BEGIN

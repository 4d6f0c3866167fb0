//! Feature enumeration, frequency pruning, and reference index
//! construction (spec §4.2).
//!
//! Grounded on `original_source/lib/crf/src/crf1m_feature.c`
//! (`crf1mt_generate_features`, dedup-by-sum via an ordered set) and the
//! two-pass reference-building shape of `crf1df_init_references` in
//! `crf1d_train.c`. No BOS/EOS sentinel transition features are emitted --
//! only the simpler scheme (state features per item, transition features
//! for t >= 1) that the newer CRF1-D code path uses.

use std::collections::BTreeMap;

use crate::data::Dataset;

/// Which side of a dyad feature a `Feature` represents.
#[derive(Debug, Clone, Copy, PartialEq, Eq, PartialOrd, Ord, Hash)]
pub enum FeatureKind {
    State,
    Transition,
}

/// A single learned parameter's identity: which kind of feature, which
/// (src, dst) pair it connects, and its observation expectation
/// (frequency) on the training set.
#[derive(Debug, Clone, Copy, PartialEq)]
pub struct Feature {
    pub kind: FeatureKind,
    pub src: u32,
    pub dst: u32,
    pub frequency: f64,
}

/// Options controlling feature generation (spec §4.2 / §6 config keys).
#[derive(Debug, Clone, Copy)]
pub struct FeatureGenOptions {
    pub connect_all_states: bool,
    pub connect_all_transitions: bool,
    pub min_freq: f64,
}

impl Default for FeatureGenOptions {
    fn default() -> Self {
        FeatureGenOptions {
            connect_all_states: false,
            connect_all_transitions: false,
            min_freq: 0.0,
        }
    }
}

/// Maps an attribute or label id into the contiguous segment of feature
/// ids it participates in: one flat buffer plus an offset table, not
/// per-id heap allocations (per Design Notes).
#[derive(Debug, Clone, Default)]
pub struct RefIndex {
    offsets: Vec<u32>,
    ids: Vec<u32>,
}

impl RefIndex {
    fn build(num_keys: usize, pairs: &[(u32, u32)]) -> Self {
        let mut counts = vec![0u32; num_keys];
        for &(key, _) in pairs {
            counts[key as usize] += 1;
        }
        let mut offsets = vec![0u32; num_keys + 1];
        for i in 0..num_keys {
            offsets[i + 1] = offsets[i] + counts[i];
        }
        let mut cursor = offsets.clone();
        let mut ids = vec![0u32; pairs.len()];
        for &(key, feature_id) in pairs {
            let pos = &mut cursor[key as usize];
            ids[*pos as usize] = feature_id;
            *pos += 1;
        }
        RefIndex { offsets, ids }
    }

    pub fn get(&self, key: u32) -> &[u32] {
        let key = key as usize;
        if key + 1 >= self.offsets.len() {
            return &[];
        }
        &self.ids[self.offsets[key] as usize..self.offsets[key + 1] as usize]
    }
}

/// The full set of active features plus the reference indices built from
/// them; produced once by [`FeatureTable::generate`] and read-only for
/// the lifetime of an `Encoder`.
#[derive(Debug, Clone, Default)]
pub struct FeatureTable {
    features: Vec<Feature>,
    attr_refs: RefIndex,
    label_refs: RefIndex,
}

impl FeatureTable {
    pub fn len(&self) -> usize {
        self.features.len()
    }

    pub fn is_empty(&self) -> bool {
        self.features.is_empty()
    }

    pub fn get(&self, feature_id: u32) -> Feature {
        self.features[feature_id as usize]
    }

    pub fn iter(&self) -> impl Iterator<Item = (u32, &Feature)> {
        self.features.iter().enumerate().map(|(i, f)| (i as u32, f))
    }

    /// Feature ids of state features whose src is `attr`.
    pub fn attr_refs(&self, attr: u32) -> &[u32] {
        self.attr_refs.get(attr)
    }

    /// Feature ids of transition features whose src is `label`.
    pub fn label_refs(&self, label: u32) -> &[u32] {
        self.label_refs.get(label)
    }

    /// Run the enumerate/prune/sort/index pipeline of spec §4.2 over
    /// `dataset`, given the number of labels and attributes the dataset's
    /// dictionaries have already interned.
    pub fn generate(
        dataset: &Dataset,
        num_labels: usize,
        num_attrs: usize,
        opts: FeatureGenOptions,
    ) -> Self {
        let mut state_freq: BTreeMap<(u32, u32), f64> = BTreeMap::new();
        let mut trans_freq: BTreeMap<(u32, u32), f64> = BTreeMap::new();

        for instance in dataset.instances.iter().filter(|inst| inst.is_labeled()) {
            for (t, item) in instance.items.iter().enumerate() {
                let y = instance.labels[t];
                for content in &item.attributes {
                    *state_freq.entry((content.attribute_id, y)).or_insert(0.0) +=
                        content.scale;
                }
                if opts.connect_all_states {
                    for l in 0..num_labels as u32 {
                        for content in &item.attributes {
                            state_freq.entry((content.attribute_id, l)).or_insert(0.0);
                        }
                    }
                }
                if t >= 1 {
                    let prev = instance.labels[t - 1];
                    *trans_freq.entry((prev, y)).or_insert(0.0) += 1.0;
                }
            }
        }

        if opts.connect_all_transitions {
            for i in 0..num_labels as u32 {
                for j in 0..num_labels as u32 {
                    trans_freq.entry((i, j)).or_insert(0.0);
                }
            }
        }

        let mut features: Vec<Feature> = Vec::new();
        for (&(src, dst), &frequency) in state_freq.iter() {
            if frequency >= opts.min_freq {
                features.push(Feature {
                    kind: FeatureKind::State,
                    src,
                    dst,
                    frequency,
                });
            }
        }
        for (&(src, dst), &frequency) in trans_freq.iter() {
            if frequency >= opts.min_freq {
                features.push(Feature {
                    kind: FeatureKind::Transition,
                    src,
                    dst,
                    frequency,
                });
            }
        }
        // BTreeMap iteration is already ordered by (src, dst) within each
        // kind; this just fixes the State-before-Transition ordering.
        features.sort_by_key(|f| (f.kind, f.src, f.dst));

        let attr_pairs: Vec<(u32, u32)> = features
            .iter()
            .enumerate()
            .filter(|(_, f)| f.kind == FeatureKind::State)
            .map(|(id, f)| (f.src, id as u32))
            .collect();
        let label_pairs: Vec<(u32, u32)> = features
            .iter()
            .enumerate()
            .filter(|(_, f)| f.kind == FeatureKind::Transition)
            .map(|(id, f)| (f.src, id as u32))
            .collect();

        FeatureTable {
            attr_refs: RefIndex::build(num_attrs, &attr_pairs),
            label_refs: RefIndex::build(num_labels, &label_pairs),
            features,
        }
    }
}

#[cfg(test)]
mod tests {
    use super::*;
    use crate::data::{Instance, Item};
    use crate::dictionary::Dictionary;

    fn toy_dataset() -> Dataset {
        let mut ds = Dataset::new();
        let a0 = ds.attributes.intern("a0").unwrap();
        let a1 = ds.attributes.intern("a1").unwrap();
        let l0 = ds.labels.intern("A").unwrap();
        let l1 = ds.labels.intern("B").unwrap();

        let mut i0 = Item::new();
        i0.push(a0, 1.0);
        let mut i1 = Item::new();
        i1.push(a1, 2.0);

        let mut inst = Instance::new();
        inst.items = vec![i0, i1];
        inst.labels = vec![l0, l1];
        ds.push(inst);
        ds
    }

    #[test]
    fn generates_state_and_transition_features() {
        let ds = toy_dataset();
        let table = FeatureTable::generate(
            &ds,
            ds.num_labels(),
            ds.num_attrs(),
            FeatureGenOptions::default(),
        );
        // One state feature per item (a0->A, a1->B), one transition (A->B).
        assert_eq!(table.len(), 3);
        let trans: Vec<_> = table.iter().filter(|(_, f)| f.kind == FeatureKind::Transition).collect();
        assert_eq!(trans.len(), 1);
        assert_eq!(trans[0].1.frequency, 1.0);
    }

    #[test]
    fn min_freq_prunes_features() {
        let ds = toy_dataset();
        let opts = FeatureGenOptions {
            min_freq: 1.5,
            ..Default::default()
        };
        let table = FeatureTable::generate(&ds, ds.num_labels(), ds.num_attrs(), opts);
        // a0->A has frequency 1.0 (< 1.5, dropped); a1->B has 2.0 (kept);
        // A->B transition has frequency 1.0 (< 1.5, dropped).
        assert_eq!(table.len(), 1);
        assert_eq!(table.get(0).frequency, 2.0);
    }

    #[test]
    fn min_freq_boundary_is_inclusive() {
        let ds = toy_dataset();
        let opts = FeatureGenOptions {
            min_freq: 1.0,
            ..Default::default()
        };
        let table = FeatureTable::generate(&ds, ds.num_labels(), ds.num_attrs(), opts);
        // frequency == min_freq is kept (spec §8 boundary case).
        assert!(table.iter().any(|(_, f)| f.frequency == 1.0));
    }

    #[test]
    fn attr_refs_and_label_refs_are_contiguous_segments() {
        let ds = toy_dataset();
        let table = FeatureTable::generate(
            &ds,
            ds.num_labels(),
            ds.num_attrs(),
            FeatureGenOptions::default(),
        );
        let a0 = ds.attributes.lookup("a0").unwrap();
        let refs = table.attr_refs(a0);
        assert_eq!(refs.len(), 1);
        assert_eq!(table.get(refs[0]).src, a0);
    }
}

END

*Your objective*. Sift through the material above and copy the lines that contain the word "kept".

*Answer box*.
        // a0->A has frequency 1.0 (< 1.5, dropped); a1->B has 2.0 (kept);
        // frequency == min_freq is kept (spec §8 boundary case).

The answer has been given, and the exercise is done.